Hay, lógicamente, unos cuantos sueños, algunos protagonizados por enanos, que venían a rascar la espalda o volaban gracias a un paraguas pero fuera del sueño se perdían. Claro que quienes los conocieron hacían lo imposible por volverlos a soñar, como comprarse unos anteojos especiales en Valencia o pedirles a un amigo que se los soñasen.

Los enfermos, los curanderos y los muertos tienen, cómo no, su espacio en este libro. A uno se le quedaron huesos sueltos en el cuerpo a raíz de una agarrada que tuvo con un valenciano, un día que comieron pulpo, pero no es el mismo que sentía que se le iban soltando por dentro los botones y quería traspasarle a alguien su enfermedad antes de que fuera demasiado tarde. Otro andaba junto al pie que le faltaba y era de un muerto brasileño que perdió el suyo en un accidente de tranvía. Un relato, espléndido, de esos que sirven como harina echada junto a un libro de Cela para ver de dónde vienen las pisadas, habla del que llevaba una sombra que no era suya, y digo lo de la harina porque aquí también se cuenta, y lo propone un enano, como es sabido que sucede en el Tristán e Isolda. Hay unos cuantos cojos, varios de ellos debajo de un paraguas creciente que al mismo tiempo cobijaba a unas urracas y volvía cojo a quien se pusiera debajo. Uno de estos cojos, además, acabó convertido en cuervo.

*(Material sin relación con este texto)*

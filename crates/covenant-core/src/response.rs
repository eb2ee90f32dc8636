//! # HTTP Response & Envelopes
//!
//! The response value handed back to the connection layer, plus the two
//! wire envelopes every contract-bound route speaks:
//!
//! - success: `{"success": true, "data": ...}`
//! - error:   `{"success": false, "error": {"code", "message", "issues"?}}`
//!
//! `issues` is serialized only when present, and issue keys are kept in a
//! `BTreeMap` so envelope bytes are deterministic.

use http_body_util::Full;
use hyper::body::Bytes;
use hyper::StatusCode;
use serde::Serialize;
use serde_json::Value;
use std::collections::{BTreeMap, HashMap};

/// Uniform success wrapper around a contract-bound payload
#[derive(Debug, Clone, Serialize)]
pub struct SuccessEnvelope {
    /// Always `true`
    pub success: bool,
    /// Validated (or raw) handler payload
    pub data: Value,
}

impl SuccessEnvelope {
    /// Wrap a payload
    #[must_use]
    pub fn new(data: Value) -> Self {
        Self {
            success: true,
            data,
        }
    }
}

/// Error details nested inside the error envelope
#[derive(Debug, Clone, Serialize)]
pub struct ErrorDetail {
    /// Machine-readable error code (e.g. "BAD_REQUEST")
    pub code: String,
    /// Human-readable message
    pub message: String,
    /// Field path to message; only present for validation failures
    #[serde(skip_serializing_if = "Option::is_none")]
    pub issues: Option<BTreeMap<String, String>>,
}

/// Uniform error wrapper
#[derive(Debug, Clone, Serialize)]
pub struct ErrorEnvelope {
    /// Always `false`
    pub success: bool,
    /// The error payload
    pub error: ErrorDetail,
}

impl ErrorEnvelope {
    /// Envelope without field issues
    pub fn new(code: impl Into<String>, message: impl Into<String>) -> Self {
        Self {
            success: false,
            error: ErrorDetail {
                code: code.into(),
                message: message.into(),
                issues: None,
            },
        }
    }

    /// Envelope carrying a field-level issue map
    pub fn with_issues(
        code: impl Into<String>,
        message: impl Into<String>,
        issues: BTreeMap<String, String>,
    ) -> Self {
        Self {
            success: false,
            error: ErrorDetail {
                code: code.into(),
                message: message.into(),
                issues: Some(issues),
            },
        }
    }
}

/// HTTP response value
#[derive(Debug, Clone)]
pub struct Response {
    /// HTTP status code
    pub status: u16,
    /// Response body
    pub body: String,
    /// Content type
    pub content_type: String,
    /// Response headers
    pub headers: HashMap<String, String>,
}

impl Default for Response {
    fn default() -> Self {
        Self {
            status: 200,
            body: String::new(),
            content_type: "application/json".to_string(),
            headers: HashMap::new(),
        }
    }
}

impl Response {
    /// Create a JSON response from a pre-serialized body
    #[must_use]
    pub fn json(body: impl Into<String>) -> Self {
        Self {
            body: body.into(),
            ..Self::default()
        }
    }

    /// Create a text response
    #[must_use]
    pub fn text(body: impl Into<String>) -> Self {
        Self {
            body: body.into(),
            content_type: "text/plain".to_string(),
            ..Self::default()
        }
    }

    /// Serialize a value as an application/json response
    ///
    /// Serialization of an envelope cannot realistically fail; if it ever
    /// does the client still gets a well-formed 500.
    #[must_use]
    pub fn from_value<T: Serialize>(value: &T) -> Self {
        serde_json::to_string(value).map_or_else(
            |_| {
                Self::json(r#"{"success":false,"error":{"code":"INTERNAL_SERVER_ERROR","message":"Internal server error"}}"#)
                    .with_status(500)
            },
            |body| Self::json(body),
        )
    }

    /// Set the status code
    #[must_use]
    pub fn with_status(mut self, status: u16) -> Self {
        self.status = status;
        self
    }

    /// Set a header
    #[must_use]
    pub fn with_header(mut self, key: &str, value: &str) -> Self {
        self.set_header(key, value);
        self
    }

    /// Set or override a header
    pub fn set_header(&mut self, key: &str, value: &str) {
        if key.eq_ignore_ascii_case("content-type") {
            self.content_type = value.to_string();
        } else {
            self.headers.insert(key.to_string(), value.to_string());
        }
    }

    /// Convert to a hyper response
    pub(crate) fn into_hyper(self) -> hyper::Response<Full<Bytes>> {
        let status = StatusCode::from_u16(self.status).unwrap_or(StatusCode::INTERNAL_SERVER_ERROR);
        let mut builder = hyper::Response::builder().status(status);
        builder = builder.header("Content-Type", &self.content_type);
        for (k, v) in &self.headers {
            if !k.eq_ignore_ascii_case("content-type") {
                builder = builder.header(k.as_str(), v.as_str());
            }
        }

        builder
            .body(Full::new(Bytes::from(self.body)))
            .unwrap_or_else(|_| {
                hyper::Response::builder()
                    .status(StatusCode::INTERNAL_SERVER_ERROR)
                    .body(Full::new(Bytes::from("Internal Server Error")))
                    .expect("static fallback response")
            })
    }
}

#[cfg(test)]
mod tests {
    use super::*;
    use serde_json::json;

    #[test]
    fn test_success_envelope_shape() {
        let envelope = SuccessEnvelope::new(json!({"id": 7, "name": "Ada"}));
        let value = serde_json::to_value(&envelope).unwrap();
        assert_eq!(
            value,
            json!({"success": true, "data": {"id": 7, "name": "Ada"}})
        );
    }

    #[test]
    fn test_error_envelope_omits_absent_issues() {
        let envelope = ErrorEnvelope::new("INTERNAL_SERVER_ERROR", "Internal server error");
        let value = serde_json::to_value(&envelope).unwrap();
        assert_eq!(
            value,
            json!({
                "success": false,
                "error": {"code": "INTERNAL_SERVER_ERROR", "message": "Internal server error"}
            })
        );
    }

    #[test]
    fn test_error_envelope_with_issues() {
        let mut issues = BTreeMap::new();
        issues.insert("id".to_string(), "expected an integer".to_string());
        let envelope = ErrorEnvelope::with_issues("BAD_REQUEST", "Invalid URL parameters", issues);
        let value = serde_json::to_value(&envelope).unwrap();
        assert_eq!(
            value,
            json!({
                "success": false,
                "error": {
                    "code": "BAD_REQUEST",
                    "message": "Invalid URL parameters",
                    "issues": {"id": "expected an integer"}
                }
            })
        );
    }

    #[test]
    fn test_response_json_defaults() {
        let resp = Response::json(r#"{"status": "ok"}"#);
        assert_eq!(resp.status, 200);
        assert_eq!(resp.content_type, "application/json");
    }

    #[test]
    fn test_response_with_status() {
        let resp = Response::text("Not Found").with_status(404);
        assert_eq!(resp.status, 404);
    }

    #[test]
    fn test_from_value_serializes() {
        let resp = Response::from_value(&json!({"a": 1}));
        assert_eq!(resp.body, r#"{"a":1}"#);
        assert_eq!(resp.content_type, "application/json");
    }
}
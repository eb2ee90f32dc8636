//! # Error Handling
//!
//! Centralized error types for the Covenant core.
//! Uses `thiserror` for ergonomic error definitions.
//!
//! Two families live here. [`Error`] covers configuration and
//! infrastructure faults that surface at startup or registration time.
//! [`Exception`] covers everything raised while one bound request is in
//! flight; the exception filter is its only consumer and turns each
//! variant into exactly one wire-level error envelope.

use crate::validation::ValidationException;
use thiserror::Error;

/// Result type alias for Covenant operations
pub type Result<T> = std::result::Result<T, Error>;

/// Configuration and infrastructure errors
///
/// None of these participate in the per-request error envelope; a bad
/// contract binding or a failed socket bind should fail loudly before the
/// server accepts traffic.
#[derive(Error, Debug)]
pub enum Error {
    /// Server failed to bind to the specified address
    #[error("Failed to bind server to {address}: {source}")]
    Bind {
        /// The address we tried to bind to
        address: String,
        /// The underlying IO error
        #[source]
        source: std::io::Error,
    },

    /// A contract lookup during binding did not find the named route
    #[error("Route '{route}' not found in contract '{contract}'")]
    RouteNotInContract {
        /// Contract that was consulted
        contract: String,
        /// The missing route name
        route: String,
    },

    /// Invalid route pattern provided
    #[error("Invalid route pattern: {pattern}: {reason}")]
    InvalidRoutePattern {
        /// The invalid pattern
        pattern: String,
        /// Reason for invalidity
        reason: String,
    },

    /// HTTP protocol error
    #[error("HTTP error: {0}")]
    Http(#[from] hyper::Error),

    /// JSON serialization error
    #[error("JSON error: {0}")]
    Json(#[from] serde_json::Error),

    /// JSON input could not be parsed
    #[error("JSON parse error: {reason}")]
    JsonParse {
        /// Parser diagnostic
        reason: String,
    },

    /// Generic IO error
    #[error("IO error: {0}")]
    Io(#[from] std::io::Error),

    /// Request payload too large
    #[error("Payload too large: limit={limit} bytes, received={actual} bytes")]
    PayloadTooLarge {
        /// Max allowed size
        limit: usize,
        /// Actual size
        actual: usize,
    },
}

/// An error that already carries an HTTP status and payload
///
/// Raised by handlers (or the pipeline itself) that know their wire
/// status. The exception filter forwards the status unchanged and derives
/// the envelope code from the error label when one is present.
#[derive(Debug, Clone, Error)]
#[error("HTTP {status}: {}", .messages.join(", "))]
pub struct HttpException {
    /// HTTP status code to emit
    pub status: u16,
    /// Error label (e.g. "Forbidden"); the envelope code derives from it
    pub error: Option<String>,
    /// One or more messages; multiple are joined with ", " on the wire
    pub messages: Vec<String>,
}

impl HttpException {
    /// Create an exception with a single message
    pub fn new(status: u16, error: impl Into<String>, message: impl Into<String>) -> Self {
        Self {
            status,
            error: Some(error.into()),
            messages: vec![message.into()],
        }
    }

    /// Create an exception carrying several messages
    pub fn with_messages(status: u16, error: impl Into<String>, messages: Vec<String>) -> Self {
        Self {
            status,
            error: Some(error.into()),
            messages,
        }
    }

    /// 500 with the "Internal Server Error" label
    pub fn internal_server_error(message: impl Into<String>) -> Self {
        Self::new(500, "Internal Server Error", message)
    }

    /// 400 with the "Bad Request" label
    pub fn bad_request(message: impl Into<String>) -> Self {
        Self::new(400, "Bad Request", message)
    }

    /// 403 with the "Forbidden" label
    pub fn forbidden(message: impl Into<String>) -> Self {
        Self::new(403, "Forbidden", message)
    }

    /// 404 for paths no route matches
    #[must_use]
    pub fn not_found() -> Self {
        Self::new(404, "Not Found", "Not Found")
    }

    /// 413 for bodies over the configured limit
    #[must_use]
    pub fn payload_too_large() -> Self {
        Self::new(413, "Payload Too Large", "Payload Too Large")
    }

    /// The wire message: all messages joined with ", "
    #[must_use]
    pub fn message(&self) -> String {
        self.messages.join(", ")
    }
}

/// Any failure raised while processing one bound request
///
/// Variants map one-to-one onto the exception filter's translation table;
/// every request that fails passes through exactly one of them.
#[derive(Debug, Error)]
pub enum Exception {
    /// Request data failed contract validation
    #[error("{0}")]
    Validation(#[from] ValidationException),

    /// An error already carrying an HTTP status and payload
    #[error("{0}")]
    Http(#[from] HttpException),

    /// Anything else; logged in full server-side, reported generically
    #[error(transparent)]
    Unexpected(#[from] anyhow::Error),
}

#[cfg(test)]
mod tests {
    use super::*;

    #[test]
    fn test_route_not_in_contract_error() {
        let err = Error::RouteNotInContract {
            contract: "users".to_string(),
            route: "GetUser".to_string(),
        };
        assert!(err.to_string().contains("GetUser"));
        assert!(err.to_string().contains("users"));
    }

    #[test]
    fn test_bind_error() {
        let io_err = std::io::Error::new(std::io::ErrorKind::AddrInUse, "address in use");
        let err = Error::Bind {
            address: "0.0.0.0:8000".to_string(),
            source: io_err,
        };
        assert!(err.to_string().contains("0.0.0.0:8000"));
    }

    #[test]
    fn test_http_exception_message_join() {
        let exc = HttpException::with_messages(
            400,
            "Bad Request",
            vec!["name is required".to_string(), "age must be positive".to_string()],
        );
        assert_eq!(exc.message(), "name is required, age must be positive");
    }

    #[test]
    fn test_http_exception_display() {
        let exc = HttpException::forbidden("insufficient permissions");
        assert_eq!(exc.to_string(), "HTTP 403: insufficient permissions");
    }

    #[test]
    fn test_exception_from_anyhow() {
        let exc = Exception::from(anyhow::anyhow!("boom"));
        assert!(matches!(exc, Exception::Unexpected(_)));
    }
}
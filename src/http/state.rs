//! Shared state for HTTP handlers.

use crate::push_sync::{
    ports::{ActivityLogHistory, ActivityLogSink, ProjectDirectory, WorkItemStore},
    services::PushSyncService,
};
use mockable::Clock;

/// Application state handed to every handler.
pub struct AppState<W, L, P, C>
where
    W: WorkItemStore,
    L: ActivityLogSink + ActivityLogHistory,
    P: ProjectDirectory,
    C: Clock + Send + Sync,
{
    /// Synchronisation engine.
    pub service: PushSyncService<W, L, P, C>,
}

impl<W, L, P, C> AppState<W, L, P, C>
where
    W: WorkItemStore,
    L: ActivityLogSink + ActivityLogHistory,
    P: ProjectDirectory,
    C: Clock + Send + Sync,
{
    /// Creates application state around a configured service.
    #[must_use]
    pub const fn new(service: PushSyncService<W, L, P, C>) -> Self {
        Self { service }
    }
}

impl<W, L, P, C> Clone for AppState<W, L, P, C>
where
    W: WorkItemStore,
    L: ActivityLogSink + ActivityLogHistory,
    P: ProjectDirectory,
    C: Clock + Send + Sync,
{
    fn clone(&self) -> Self {
        Self {
            service: self.service.clone(),
        }
    }
}
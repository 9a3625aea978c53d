//! `PostgreSQL` activity log.

use super::{
    blocking::{PersistenceFailure, PushSyncPgPool, run_blocking},
    models::{ActivityLogRow, NewActivityLogRow},
    schema::project_activity_logs,
};
use crate::push_sync::{
    domain::{ActivityLogEntry, ActivityLogId, ActivityPayload, ProjectId},
    ports::{ActivityLogError, ActivityLogHistory, ActivityLogResult, ActivityLogSink},
};
use async_trait::async_trait;
use diesel::prelude::*;
use diesel::result::{DatabaseErrorKind, Error as DieselError};

impl PersistenceFailure for ActivityLogError {
    fn from_persistence(err: impl std::error::Error + Send + Sync + 'static) -> Self {
        Self::persistence(err)
    }
}

/// `PostgreSQL`-backed activity log.
#[derive(Debug, Clone)]
pub struct PostgresActivityLog {
    pool: PushSyncPgPool,
}

impl PostgresActivityLog {
    /// Creates an activity log from a connection pool.
    #[must_use]
    pub const fn new(pool: PushSyncPgPool) -> Self {
        Self { pool }
    }
}

#[async_trait]
impl ActivityLogSink for PostgresActivityLog {
    async fn append(&self, entry: &ActivityLogEntry) -> ActivityLogResult<ActivityLogId> {
        let entry_id = entry.id();
        let new_row = to_new_row(entry)?;

        run_blocking(&self.pool, move |connection| {
            diesel::insert_into(project_activity_logs::table)
                .values(&new_row)
                .execute(connection)
                .map_err(|err| match err {
                    DieselError::DatabaseError(DatabaseErrorKind::UniqueViolation, _) => {
                        ActivityLogError::DuplicateEntry(entry_id)
                    }
                    _ => ActivityLogError::persistence(err),
                })?;
            Ok(entry_id)
        })
        .await
    }
}

#[async_trait]
impl ActivityLogHistory for PostgresActivityLog {
    async fn list_for_project(
        &self,
        project_id: ProjectId,
    ) -> ActivityLogResult<Vec<ActivityLogEntry>> {
        let project_key = i64::try_from(project_id.value()).map_err(ActivityLogError::persistence)?;

        run_blocking(&self.pool, move |connection| {
            let rows = project_activity_logs::table
                .filter(project_activity_logs::project_id.eq(project_key))
                .order(project_activity_logs::created_at.desc())
                .select(ActivityLogRow::as_select())
                .load::<ActivityLogRow>(connection)
                .map_err(ActivityLogError::persistence)?;
            rows.into_iter().map(row_to_entry).collect()
        })
        .await
    }
}

fn to_new_row(entry: &ActivityLogEntry) -> ActivityLogResult<NewActivityLogRow> {
    let project_id =
        i64::try_from(entry.project_id().value()).map_err(ActivityLogError::persistence)?;
    let activity =
        serde_json::to_value(entry.payload()).map_err(ActivityLogError::persistence)?;

    Ok(NewActivityLogRow {
        id: entry.id().into_inner(),
        project_id,
        activity,
        created_at: entry.created_at(),
    })
}

fn row_to_entry(row: ActivityLogRow) -> ActivityLogResult<ActivityLogEntry> {
    let raw_project_id = u64::try_from(row.project_id).map_err(ActivityLogError::persistence)?;
    let project_id = ProjectId::new(raw_project_id).map_err(ActivityLogError::persistence)?;
    let payload = serde_json::from_value::<ActivityPayload>(row.activity)
        .map_err(ActivityLogError::persistence)?;
    Ok(ActivityLogEntry::from_persisted(
        ActivityLogId::from_uuid(row.id),
        project_id,
        payload,
        row.created_at,
    ))
}
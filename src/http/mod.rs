//! HTTP boundary for push webhooks.
//!
//! Translates requests into [`PushSyncService`](crate::push_sync::services::PushSyncService)
//! calls and maps outcomes onto status codes: processed and ignored pushes are
//! `200`, malformed payloads `400`, unknown projects `404` and collaborator
//! failures `500`.

pub mod error;
pub mod handlers;
pub mod router;
pub mod state;

pub use error::{ApiError, ApiResult};
pub use router::create_router;
pub use state::AppState;
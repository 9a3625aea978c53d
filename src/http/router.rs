//! Route table.

use super::{handlers, state::AppState};
use crate::push_sync::ports::{ActivityLogHistory, ActivityLogSink, ProjectDirectory, WorkItemStore};
use axum::{
    Router,
    routing::{get, post},
};
use mockable::Clock;
use tower_http::trace::TraceLayer;

/// Builds the application router.
pub fn create_router<W, L, P, C>(state: AppState<W, L, P, C>) -> Router
where
    W: WorkItemStore + 'static,
    L: ActivityLogSink + ActivityLogHistory + 'static,
    P: ProjectDirectory + 'static,
    C: Clock + Send + Sync + 'static,
{
    let api_routes = Router::new()
        .route(
            "/project-activity-logs/:project_id/post-push-event",
            post(handlers::post_push_event::<W, L, P, C>),
        )
        .route(
            "/project-activity-logs/by-project/:project_id",
            get(handlers::list_project_activity::<W, L, P, C>),
        );

    Router::new()
        .route("/health", get(handlers::health_check))
        .nest("/api/v1", api_routes)
        .layer(TraceLayer::new_for_http())
        .with_state(state)
}
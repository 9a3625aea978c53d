//! Diesel schema for push synchronisation persistence.

diesel::table! {
    /// Projects that receive push webhooks.
    projects (id) {
        /// Project identifier.
        id -> Int8,
        /// Display name.
        #[max_length = 555]
        name -> Varchar,
    }
}

diesel::table! {
    /// Work items addressed by commit references.
    work_items (id) {
        /// Work item identifier, as written in `TASK-<id>` references.
        id -> Int8,
        /// Work item title.
        #[max_length = 255]
        title -> Varchar,
        /// Canonical status.
        #[max_length = 50]
        status -> Varchar,
        /// Owning project, if any.
        project_id -> Nullable<Int8>,
        /// Last update timestamp.
        updated_at -> Timestamptz,
    }
}

diesel::table! {
    /// Append-only audit trail of processed pushes.
    project_activity_logs (id) {
        /// Entry identifier.
        id -> Uuid,
        /// Owning project.
        project_id -> Int8,
        /// Activity payload document.
        activity -> Jsonb,
        /// Creation timestamp.
        created_at -> Timestamptz,
    }
}

diesel::joinable!(work_items -> projects (project_id));
diesel::joinable!(project_activity_logs -> projects (project_id));
diesel::allow_tables_to_appear_in_same_query!(projects, work_items, project_activity_logs);
//! Given steps for push synchronisation BDD scenarios.

use super::world::PushSyncWorld;
use eyre::WrapErr;
use pms_sync::push_sync::domain::{Project, ProjectId, WorkItem, WorkItemId, WorkItemStatus};
use rstest_bdd_macros::given;

#[given(r#"a project "{name}" with id {project_id:u64}"#)]
fn project_exists(
    world: &mut PushSyncWorld,
    name: String,
    project_id: u64,
) -> Result<(), eyre::Report> {
    let project = Project::new(ProjectId::new(project_id)?, name);
    world
        .projects
        .insert(project)
        .wrap_err("seed project for scenario")?;
    Ok(())
}

#[given(r#"work item {item_id:u64} in project {project_id:u64} with status "{status}""#)]
fn work_item_exists(
    world: &mut PushSyncWorld,
    item_id: u64,
    project_id: u64,
    status: String,
) -> Result<(), eyre::Report> {
    let parsed = WorkItemStatus::try_from(status.as_str())
        .map_err(|err| eyre::eyre!("invalid status in scenario: {err}"))?;
    let item = WorkItem::new(
        WorkItemId::new(item_id)?,
        ProjectId::new(project_id)?,
        format!("Scenario item {item_id}"),
        parsed,
    );
    world
        .work_items
        .insert(item)
        .wrap_err("seed work item for scenario")?;
    Ok(())
}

Entre las enfermedades más extrañas están la de aquel que se quedó con un brazo más largo cuando alguien tiró de él para apartarlo de un rayo, o la del que perdió un ojo, pero con el ojo perdido veía una serpiente y luego un gallo que lo atormentaban en sueños. Claro que siempre hay vecinos con poderes, gente que saca las muelas sin dolor o tiene en su casa un columpio terapéutico. Hay uno, muy hábil, que les daba cuerda a los enfermos para que no se les parara el tiempo. 

Que a veces no pudiesen curarlos no significa que se quedasen mudos. A un paisano que no sabía leer le tocó pasar un rato todos los días haciendo como que leía el periódico, porque un difunto le daba dinero para que le avisase de que había regresado el Káiser, nada menos. Los difuntos vienen a decirle a sus viudas que no vendan las fincas, o se quedan convertidos en urracas mientras dejen sin firmar un pagaré, que en esto de las cuentas claras no hay muerte que valga. Ni amor tampoco, y si no ahí está la viuda que le ponía los cuernos a su difunto esposo.

Cunqueiro cuenta estas historias con el esmero del ebanista que va tallando las palabras en un tronco de abedul. Bien es cierto que ser gallego es tener ya medio hecha la habilitación para escritor, pero sigue siendo materia de estudio por qué los gallegos, o el gallego mismo, se prestan a un tipo de fantasía que en el resto de la península se va volviendo enteca y realista conforme va desapareciendo la humedad. Luego llega al mar y tiene gracia, pero no magia. Para que se haga la magia con solo ir ordenando las palabras se conoce que tiene que llover a menudo y no verse un camino desde el otro, ni el humo de una chimenea desde la casa del vecino, ni cambiar nunca el paraguas ni pasar delante de un cuervo sin saludar como es debido.


Álvaro Cunqueiro, La otra gente, Destino, 1975, 206 p.